Now AT&T is attempting a workaround to access more patient capital with its Gigapower joint venture with investment firm BlackRock to invest in open access FTTP delivery infrastructure outside of its service area. That patient capital includes state and local pension funds, sovereign wealth funds, and family endowments, Adam Walz, told a panel presentation this week by Broadband Breakfast. Walz is managing director of BlackRock’s Global Infrastructure Fund focused on investments in digital infrastructure opportunities across fiber networks, data centers, and wireless infrastructure.
Notably, other builders of open access FTTP also rely on patient capital including UTOPIA Fiber, owned and financially backed by a 20 Utah municipalities and privately owned SiFi Networks, funded by European pension fund APG. However, Gigapower CEO and retired AT&T executive Bill Hogg, said these players have “nowhere near the scale we will have,” claiming Gigapower will be “much larger than any other provider in the space. The scale at which we are going to operate will be a differentiator in the U.S. marketplace.”

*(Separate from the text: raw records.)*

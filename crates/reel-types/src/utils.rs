pub mod naming;

pub use naming::{generate_slug, slugify};
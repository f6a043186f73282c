use clap::{Parser, Subcommand};
use reel_app::MovieService;
use reel_dal::{
    movie::{CreateMovie, UpdateMovie},
    query::QueryParams,
};
use reel_types::config::BackendConfig;
use time::Date;

use crate::commands::{
    Executor, api_error, connect, parse_date, parse_pair, print_json, query_defaults,
};

#[derive(Parser, Debug)]
pub struct MovieCmd {
    #[command(flatten)]
    backend: BackendConfig,
    #[command(subcommand)]
    action: MovieAction,
}

#[derive(Subcommand, Debug)]
enum MovieAction {
    /// Add new movie, slug is generated from title and release date
    Create {
        #[arg(short, long)]
        title: String,
        #[arg(short, long)]
        description: Option<String>,
        #[arg(short, long, value_parser = parse_date, help = "Release date as YYYY-MM-DD")]
        release_date: Date,
        #[arg(short, long = "genre", required = true, help = "Genre id, can be used multiple times")]
        genres: Vec<i64>,
    },
    /// List movies, query is given as key=value pairs (searchTerm, sort, page, limit, fields or field filters)
    List {
        #[arg(value_parser = parse_pair)]
        query: Vec<(String, String)>,
    },
    /// As list, plus genre=<fragment> matches movies by genre slug
    Search {
        #[arg(value_parser = parse_pair)]
        query: Vec<(String, String)>,
    },
    /// Show movie by its slug
    Get { slug: String },
    /// Change movie, only given fields are updated
    Update {
        id: i64,
        #[arg(short, long)]
        title: Option<String>,
        #[arg(short, long)]
        description: Option<String>,
        #[arg(short, long, value_parser = parse_date)]
        release_date: Option<Date>,
        #[arg(short, long = "genre", help = "Replaces all genres, can be used multiple times")]
        genres: Vec<i64>,
        #[arg(long)]
        deleted: Option<bool>,
        #[arg(long, help = "Not allowed, slug is always derived from title and release date")]
        slug: Option<String>,
    },
    /// Mark movie as deleted
    Delete { id: i64 },
}

impl Executor for MovieCmd {
    async fn run(self) -> anyhow::Result<()> {
        let pool = connect(&self.backend).await?;
        let service = MovieService::new(pool, query_defaults(&self.backend));
        match self.action {
            MovieAction::Create {
                title,
                description,
                release_date,
                genres,
            } => {
                let payload = CreateMovie {
                    title,
                    description,
                    release_date,
                    genres,
                };
                let movie = service.create(payload).await.map_err(api_error)?;
                print_json(&movie)
            }
            MovieAction::List { query } => {
                let params = QueryParams::from_pairs(query)?;
                let batch = service.list(params).await.map_err(api_error)?;
                print_json(&batch)
            }
            MovieAction::Search { query } => {
                let params = QueryParams::from_pairs(query)?;
                let batch = service.search(params).await.map_err(api_error)?;
                print_json(&batch)
            }
            MovieAction::Get { slug } => match service.get_by_slug(&slug).await.map_err(api_error)? {
                Some(movie) => print_json(&movie),
                None => anyhow::bail!("Movie {slug} not found"),
            },
            MovieAction::Update {
                id,
                title,
                description,
                release_date,
                genres,
                deleted,
                slug,
            } => {
                let payload = UpdateMovie {
                    title,
                    description,
                    release_date,
                    genres: (!genres.is_empty()).then_some(genres),
                    is_deleted: deleted,
                    slug,
                };
                let movie = service.update(id, payload).await.map_err(api_error)?;
                print_json(&movie)
            }
            MovieAction::Delete { id } => match service.delete(id).await.map_err(api_error)? {
                Some(movie) => print_json(&movie),
                None => anyhow::bail!("Movie {id} not found"),
            },
        }
    }
}
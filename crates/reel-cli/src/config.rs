use clap::{Parser, Subcommand};

use crate::commands::{genre::GenreCmd, migrate::MigrateCmd, movie::MovieCmd};

#[derive(Parser)]
#[command(
    version,
    about,
    long_about = "CLI for reel - manages the movie catalogue database directly, results are printed as JSON."
)]
pub struct CliConfig {
    #[command(subcommand)]
    pub command: Command,
}

#[derive(Subcommand)]
pub enum Command {
    /// Create or upgrade database schema
    Migrate(MigrateCmd),
    Genre(GenreCmd),
    Movie(MovieCmd),
}

impl crate::commands::Executor for Command {
    async fn run(self) -> anyhow::Result<()> {
        match self {
            Command::Migrate(cmd) => cmd.run().await,
            Command::Genre(cmd) => cmd.run().await,
            Command::Movie(cmd) => cmd.run().await,
        }
    }
}
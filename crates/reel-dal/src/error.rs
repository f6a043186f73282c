pub type Result<T, E = Error> = std::result::Result<T, E>;

#[derive(Debug, thiserror::Error)]
pub enum Error {
    #[error("Database error: {0}")]
    DatabaseError(#[from] sqlx::Error),

    #[error("Migration error: {0}")]
    MigrationError(#[from] sqlx::migrate::MigrateError),

    #[error("Record conflicts with existing one: {0}")]
    Conflict(String),

    #[error("Record not found: {0}")]
    RecordNotFound(String),

    #[error("Referenced record does not exist: {0}")]
    InvalidReference(String),

    #[error("Invalid value: {0}")]
    InvalidValue(String),

    #[error("Invalid order by field: {0}")]
    InvalidOrderByField(String),

    #[error("Invalid filter field: {0}")]
    InvalidFilterField(String),

    #[error("Invalid selected field: {0}")]
    InvalidSelectField(String),

    #[error("Invalid query: {0}")]
    InvalidQuery(String),
}

impl Error {
    /// Maps unique index violations to [`Error::Conflict`] and foreign key
    /// violations to [`Error::InvalidReference`], other errors pass as they are.
    pub(crate) fn from_write(err: sqlx::Error, entity: &str) -> Self {
        match err {
            sqlx::Error::Database(ref db_err) if db_err.is_unique_violation() => {
                tracing::debug!("Unique violation on {entity}: {db_err}");
                Error::Conflict(entity.to_string())
            }
            sqlx::Error::Database(ref db_err) if db_err.is_foreign_key_violation() => {
                tracing::debug!("Foreign key violation on {entity}: {db_err}");
                Error::InvalidReference(entity.to_string())
            }
            other => Error::DatabaseError(other),
        }
    }
}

But patient capital doesn’t mean it isn’t concerned about maximizing returns. All these players are targeting more densely developed areas most likely to produce strong ROI and ARPU, capitalizing on the strong demand for FTTP delivered services. Had U.S. telecom policymakers made more erudite decisions decades ago, fiber would have reached nearly all American doorsteps by 2010 at the latest instead of the estimated 40 percent currently. That gives Gigapower lots of runway as well as first mover advantage: first with fiber owns the location for the long term. “We’ve found plenty of attractive locations to build fiber where there’s no fiber today,” Hogg said, pointing to Las Vegas (Google Fiber is looking at that metro as it enters Nevada) and locales in Florida and Arizona.
The concentration on densely developed areas will require patient capital investment by governments and consumer utility cooperatives to serve less developed areas, particularly those at the exurban edges of metro areas that have seen in migration by knowledge workers as knowledge work decentralizes out of urban cores.